The sterilisation-seekers

In the story of eugenics, disabled people are often depicted as passive victims. But for some it seemed an opportunity

by Coreen McGuire & Alex Aylward  BIO

Detail from a poster created by the British Eugenics Society, c1930s. Courtesy the Wellcome Collection

is assistant professor in the Department of History at Durham University, UK. She is the author of Measuring Difference, Numbering Normal: Setting the Standards for Disability in the Interwar Period (2020).

is a departmental lecturer in the history of science at the University of Oxford, UK. He is working on his first monograph, titled ‘Selective Reading: Evolution, Eugenics, and the Contested Legacies of R A Fisher’s The Genetical Theory of Natural Selection’.

Edited byNigel Warburton

A working man, father of six, sits at the table in his small bungalow on the outskirts of Stoke-on-Trent in the Midlands of England. He – let’s call him Mr H – takes a pencil and paper and traces the outline of each of his hands. He then folds the paper and places it, along with a descriptive note, in an envelope addressed to the Eugenics Society, 20 Grosvenor Gardens, London, and ‘anxiously await[s] reply’.
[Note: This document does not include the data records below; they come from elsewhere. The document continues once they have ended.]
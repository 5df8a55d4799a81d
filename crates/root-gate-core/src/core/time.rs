// crates/root-gate-core/src/core/time.rs
// ============================================================================
// Module: Root Gate Time Source
// Description: Injectable wall-clock used to compute policy expiry.
// Purpose: Keep expiry arithmetic deterministic under test.
// Dependencies: std
// ============================================================================

//! ## Overview
//! The broker never reads wall-clock time directly; hosts inject a [`Clock`].
//! [`SystemClock`] is used in production and [`FixedClock`] in tests.

// ============================================================================
// SECTION: Imports
// ============================================================================

use std::time::SystemTime;
use std::time::UNIX_EPOCH;

// ============================================================================
// SECTION: Clock
// ============================================================================

/// Source of the current time in unix epoch seconds.
pub trait Clock: Send + Sync {
    /// Returns the current unix time in seconds.
    fn now_unix_seconds(&self) -> i64;
}

/// Clock backed by the system wall clock.
#[derive(Debug, Clone, Copy, Default)]
pub struct SystemClock;

impl Clock for SystemClock {
    fn now_unix_seconds(&self) -> i64 {
        let now = SystemTime::now().duration_since(UNIX_EPOCH).unwrap_or_default();
        i64::try_from(now.as_secs()).unwrap_or(i64::MAX)
    }
}

/// Clock that always reports the same instant.
#[derive(Debug, Clone, Copy, PartialEq, Eq)]
pub struct FixedClock(pub i64);

impl Clock for FixedClock {
    fn now_unix_seconds(&self) -> i64 {
        self.0
    }
}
It is December 1930, and a campaign to legalise the surgical sterilisation of the ‘mentally deficient’ is in full swing. Over the previous decade, thousands of people have already been sterilised across various US states, under laws penned and promoted by eugenics campaigners. Inspired, Britain’s Eugenics Society – whose 700-strong membership included medical doctors, clergymen and leading scientists, such as the statistician R A Fisher and the biologist Julian Huxley – is on the march, pumping out propaganda pamphlets and filling correspondence sections of UK newspapers, magazines and medical journals. Eugenic sterilisation, they argue, is safe, humane, and urgently necessary. Only decisive action can curtail the supposed overzealous breeding of so-called ‘defectives’ and arrest the racial deterioration of the British people. Moreover, and crucially amid the economic wreckage of the Great Depression, a sterilisation programme promises to curb the spiralling costs of caring for those deemed ‘feebleminded’ in overburdened state institutions.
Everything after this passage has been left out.